Collected data entries
* * * * * * *

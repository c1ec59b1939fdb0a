//! Cycle search through the basis.

use std::collections::HashSet;

use crate::models::SolutionMatrix;

/// Which way the search walks from the current cell.
#[derive(Debug, Clone, Copy, PartialEq, Eq)]
enum Direction {
    /// Try other basic cells in the current cell's row.
    ByRow,
    /// Try other basic cells in the current cell's column.
    ByColumn,
}

/// One frame of the iterative depth-first search.
struct Frame {
    cell: (usize, usize),
    direction: Direction,
    next_candidate: usize,
}

/// What the top frame did with its next candidate.
enum StepOutcome {
    /// A row step landed in the entering cell's column: cycle closed.
    Close((usize, usize)),
    /// Walk on from a fresh neighbor.
    Descend((usize, usize)),
    /// No candidates left: backtrack.
    Exhausted,
}

/// Finds the closed cycle through `entering` using only basic cells.
///
/// The search leaves the entering cell along its row, then alternates
/// column and row walks over basic cells until some row step lands back in
/// the entering cell's column, closing the cycle. For a correctly
/// maintained basis (a spanning tree plus the entering cell) exactly one
/// such cycle exists.
///
/// Returns the cycle as a path starting at `entering`, alternating
/// row-neighbors and column-neighbors, with an even number of cells; or
/// `None` when no cycle closes, which indicates a corrupted basis.
///
/// The entering cell itself must already be basic (the rebuilder sets it
/// to an explicit zero before searching).
pub fn find_cycle(
    solution: &SolutionMatrix,
    entering: (usize, usize),
) -> Option<Vec<(usize, usize)>> {
    let (rows, cols) = (solution.rows(), solution.cols());
    let (_, entering_col) = entering;

    let mut path = vec![entering];
    let mut on_path: HashSet<(usize, usize)> = HashSet::from([entering]);
    let mut stack = vec![Frame {
        cell: entering,
        direction: Direction::ByRow,
        next_candidate: 0,
    }];

    while !stack.is_empty() {
        let outcome = {
            let frame = stack.last_mut().expect("stack is non-empty");
            let (row, col) = frame.cell;
            let mut outcome = StepOutcome::Exhausted;
            match frame.direction {
                Direction::ByRow => {
                    while frame.next_candidate < cols {
                        let candidate = frame.next_candidate;
                        frame.next_candidate += 1;
                        if candidate == col || !solution.is_basic(row, candidate) {
                            continue;
                        }
                        let next = (row, candidate);
                        if on_path.contains(&next) {
                            continue;
                        }
                        if candidate == entering_col {
                            outcome = StepOutcome::Close(next);
                            break;
                        }
                        outcome = StepOutcome::Descend(next);
                        break;
                    }
                }
                Direction::ByColumn => {
                    while frame.next_candidate < rows {
                        let candidate = frame.next_candidate;
                        frame.next_candidate += 1;
                        if candidate == row || !solution.is_basic(candidate, col) {
                            continue;
                        }
                        let next = (candidate, col);
                        if on_path.contains(&next) {
                            continue;
                        }
                        outcome = StepOutcome::Descend(next);
                        break;
                    }
                }
            }
            outcome
        };

        match outcome {
            StepOutcome::Close(next) => {
                path.push(next);
                return Some(path);
            }
            StepOutcome::Descend(next) => {
                let direction = match stack.last().expect("stack is non-empty").direction {
                    Direction::ByRow => Direction::ByColumn,
                    Direction::ByColumn => Direction::ByRow,
                };
                path.push(next);
                on_path.insert(next);
                stack.push(Frame {
                    cell: next,
                    direction,
                    next_candidate: 0,
                });
            }
            StepOutcome::Exhausted => {
                stack.pop();
                if let Some(dead_end) = path.pop() {
                    on_path.remove(&dead_end);
                }
            }
        }
    }

    None
}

* * * * * * *

Problem: The answer must be every line of the records above that holds the word "SolutionMatrix".

Answer area:
use crate::models::SolutionMatrix;
    solution: &SolutionMatrix,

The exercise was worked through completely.